Może Mistrzostwa Świata w maratonie….
W jakich butach biegasz na treningu?
Biegam w Nike Vapor Quick i Nike Skyraider i bardzo je sobie cenię, chociaż są to buty dosyć twarde, bez dużej amortyzacji.
Związane jest to z faktem, iż miałem kontuzję stopy w zeszłym roku. Na biegu w Kozienicach na pierwszym rowie z wodą zbyt wysoko się wybiłem i przy lądowaniu poczułem, że coś zabolało. Od tamtego momentu stopa czasem pobolewała, zwłaszcza, gdy biegałem w miękkich butach. W kolcach, startówkach i generalnie butach twardszych jest ok.
Wcześniej biegałem w Pegasusach i Vomero – buty rewelacyjne i każdemu polecam. Myślę, że po wyleczeniu stopy do nich wrócę. Aaaa…no i przełaje wygrałem w Nike Zoom Victory Spike.

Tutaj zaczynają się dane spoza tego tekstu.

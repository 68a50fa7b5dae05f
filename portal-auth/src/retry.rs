//! Retry utilities for upstream lookups.
//!
//! Role and onboarding lookups go through [`retry_upstream`]: each attempt
//! is bounded by a deadline, retryable failures back off exponentially, and
//! the last error is returned once attempts run out. Callers turn that
//! error into a safe default, so a slow directory never hangs the gate.
//!
//! # Example
//!
//! ```rust
//! use portal_auth::retry::{retry_upstream, RetryPolicy};
//! use portal_auth::AuthError;
//!
//! # async fn example() {
//! let policy = RetryPolicy::no_retry();
//! let result: Result<u32, AuthError> =
//!     retry_upstream(&policy, "example", || async { Ok(7) }).await;
//! assert_eq!(result.unwrap(), 7);
//! # }
//! ```

use std::future::Future;
use std::time::Duration;

use tokio::time::{sleep, timeout};

use crate::config::GateConfig;
use crate::error::{AuthError, AuthResult};

/// How an upstream call is attempted.
#[derive(Debug, Clone, PartialEq)]
pub struct RetryPolicy {
    /// Total attempts, including the first
    pub max_attempts: u32,

    /// Delay before the first retry
    pub initial_delay: Duration,

    /// Upper bound on any delay
    pub max_delay: Duration,

    /// Base for exponential backoff (typically 2.0)
    pub exponential_base: f64,

    /// Deadline for each attempt; `None` waits indefinitely
    pub attempt_timeout: Option<Duration>,
}

impl Default for RetryPolicy {
    fn default() -> Self {
        Self {
            max_attempts: 3,
            initial_delay: Duration::from_millis(100),
            max_delay: Duration::from_secs(10),
            exponential_base: 2.0,
            attempt_timeout: Some(Duration::from_secs(15)),
        }
    }
}

impl RetryPolicy {
    /// Policy for access-profile fetches, from the gate configuration.
    pub fn for_role_fetch(config: &GateConfig) -> Self {
        Self {
            max_attempts: config.role_fetch_max_attempts.max(1),
            initial_delay: Duration::from_millis(250),
            max_delay: Duration::from_secs(5),
            exponential_base: 2.0,
            attempt_timeout: Some(config.role_fetch_timeout()),
        }
    }

    /// Policy for onboarding status checks: two attempts, one-second backoff.
    pub fn for_onboarding_check(config: &GateConfig) -> Self {
        Self {
            max_attempts: 2,
            initial_delay: Duration::from_secs(1),
            max_delay: Duration::from_secs(30),
            exponential_base: 2.0,
            attempt_timeout: Some(config.role_fetch_timeout()),
        }
    }

    /// Single attempt, no deadline.
    pub fn no_retry() -> Self {
        Self {
            max_attempts: 1,
            initial_delay: Duration::ZERO,
            max_delay: Duration::ZERO,
            exponential_base: 1.0,
            attempt_timeout: None,
        }
    }

    /// Delay after the given failed attempt (1-based).
    pub fn delay_after(&self, attempt: u32) -> Duration {
        let exponent = attempt.saturating_sub(1) as i32;
        let secs = self.initial_delay.as_secs_f64() * self.exponential_base.powi(exponent);
        Duration::from_secs_f64(secs.min(self.max_delay.as_secs_f64()))
    }
}

/// Run an upstream call under a [`RetryPolicy`].
///
/// Errors for which [`AuthError::is_retryable`] is false are returned at
/// once. A deadline overrun becomes [`AuthError::Timeout`], which is
/// retryable.
///
/// # Arguments
///
/// * `policy` - Attempts, backoff and per-attempt deadline
/// * `operation` - Name used in log records
/// * `f` - Produces one attempt's future
pub async fn retry_upstream<F, Fut, T>(policy: &RetryPolicy, operation: &str, mut f: F) -> AuthResult<T>
where
    F: FnMut() -> Fut,
    Fut: Future<Output = AuthResult<T>>,
{
    let mut attempt = 0;

    loop {
        attempt += 1;

        let outcome = match policy.attempt_timeout {
            Some(deadline) => match timeout(deadline, f()).await {
                Ok(result) => result,
                Err(_) => Err(AuthError::Timeout(deadline.as_secs())),
            },
            None => f().await,
        };

        match outcome {
            Ok(result) => {
                if attempt > 1 {
                    tracing::info!(operation, attempts = attempt, "Upstream call succeeded after retry");
                }
                return Ok(result);
            }
            Err(e) if !e.is_retryable() => {
                tracing::debug!(operation, error = %e, "Error is not retryable, returning immediately");
                return Err(e);
            }
            Err(e) if attempt >= policy.max_attempts => {
                tracing::error!(operation, attempts = attempt, error = %e, "All retry attempts exhausted");
                return Err(e);
            }
            Err(e) => {
                let delay = policy.delay_after(attempt);
                tracing::warn!(
                    operation,
                    attempt,
                    max_attempts = policy.max_attempts,
                    delay_ms = delay.as_millis() as u64,
                    error = %e,
                    "Upstream attempt failed, retrying"
                );
                sleep(delay).await;
            }
        }
    }
}

#[cfg(test)]
mod tests {
    use super::*;
    use std::sync::atomic::{AtomicU32, Ordering};
    use std::sync::Arc;

    fn quick(max_attempts: u32) -> RetryPolicy {
        RetryPolicy {
            max_attempts,
            initial_delay: Duration::from_millis(1),
            max_delay: Duration::from_millis(10),
            exponential_base: 2.0,
            attempt_timeout: Some(Duration::from_millis(50)),
        }
    }

    #[test]
    fn test_policy_from_config() {
        let config = GateConfig::default();
        let policy = RetryPolicy::for_role_fetch(&config);
        assert_eq!(policy.max_attempts, 2);
        assert_eq!(policy.attempt_timeout, Some(Duration::from_secs(15)));

        assert_eq!(RetryPolicy::no_retry().max_attempts, 1);
    }

    #[test]
    fn test_delay_after_is_capped() {
        let policy = RetryPolicy::for_onboarding_check(&GateConfig::default());
        assert_eq!(policy.delay_after(1), Duration::from_secs(1));
        assert_eq!(policy.delay_after(2), Duration::from_secs(2));
        assert_eq!(policy.delay_after(10), Duration::from_secs(30));
    }

    #[tokio::test]
    async fn test_succeeds_after_retryable_failure() {
        let counter = Arc::new(AtomicU32::new(0));
        let counter_clone = counter.clone();

        let result = retry_upstream(&quick(3), "test", || {
            let counter = counter_clone.clone();
            async move {
                if counter.fetch_add(1, Ordering::SeqCst) == 0 {
                    Err(AuthError::DirectoryUnavailable("refused".into()))
                } else {
                    Ok(42)
                }
            }
        })
        .await;

        assert_eq!(result.unwrap(), 42);
        assert_eq!(counter.load(Ordering::SeqCst), 2);
    }

    #[tokio::test]
    async fn test_non_retryable_error_returns_immediately() {
        let counter = Arc::new(AtomicU32::new(0));
        let counter_clone = counter.clone();

        let result: AuthResult<()> = retry_upstream(&quick(3), "test", || {
            let counter = counter_clone.clone();
            async move {
                counter.fetch_add(1, Ordering::SeqCst);
                Err(AuthError::NotFound("acc-1".into()))
            }
        })
        .await;

        assert!(matches!(result, Err(AuthError::NotFound(_))));
        assert_eq!(counter.load(Ordering::SeqCst), 1);
    }

    #[tokio::test(start_paused = true)]
    async fn test_deadline_becomes_timeout() {
        let counter = Arc::new(AtomicU32::new(0));
        let counter_clone = counter.clone();

        let result: AuthResult<()> = retry_upstream(&quick(2), "test", || {
            let counter = counter_clone.clone();
            async move {
                counter.fetch_add(1, Ordering::SeqCst);
                sleep(Duration::from_secs(60)).await;
                Ok(())
            }
        })
        .await;

        assert!(matches!(result, Err(AuthError::Timeout(_))));
        assert_eq!(counter.load(Ordering::SeqCst), 2);
    }
}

a tutaj buty w jakich wygrał przełaje
Moja firma jest przygotowana do organizacji różnych imprez biegowych, jak mówiłem robiliśmy już dwie edycje Praskiej Dychy, która zwłaszcza ostatnio była już sporym biegiem, organizowaliśmy kolejne edycje „Biegu na Szpilkach”, jesteśmy gotowi do prowadzenia profesjonalnego doradztwa treningowego a także firmowych imprez integracyjnych, oczywiście biegowych. Teraz na inną działalność nie ma czasu ale gdyby coś się stało, to jestem pewien że poradzę sobie.
Kto w Polsce w środowisku biegowym był dla Ciebie wzorem?
Od dziecka takim guru był Bronisław Malinowski. To, jeśli chodzi o historię. A z aktualnych, to nie miałem. Nie było na bieżni, w kraju, na dłuższych dystansach nikogo takiego.
No, można powiedzieć, że za Malinowskim był Bogusław Mamiński.
Kiedy Pan Mamiński kończył, ja dopiero zaczynałem. Pan Mamiński miał tego pecha, że zawsze był w tle Malinowskiego. Mimo, że pobiegł tylko 9 setnych gorzej, to mało osób go zna. Mistrzostwa, Europy i Świata to też nie Igrzyska. Niestety, kiedy były Igrzyska i był mocny, to był bojkot, a potem Kenijczycy zaczęli dominować. Myślę, że miał trochę pecha w swojej karierze.
Jak byłem juniorem i biegałem głównie na bieżni i w przełajach, to nie było w Polsce kogoś takiego, co by dawał przykład. Wtedy Michał Bartoszak biegał bardzo mocno. Ale mimo że był rekordzistą młodzieżowym (pobiegł 13:29) na 5000 metrów, nie wzięli go na Igrzyska. My tego jako młodzi zawodnicy nie rozumieliśmy.
Później był Paweł Czapiewski i to było fenomenalne. Pamiętam Edmonton bardzo dobrze, rewelacja. To był ktoś, kto mógł inspirować.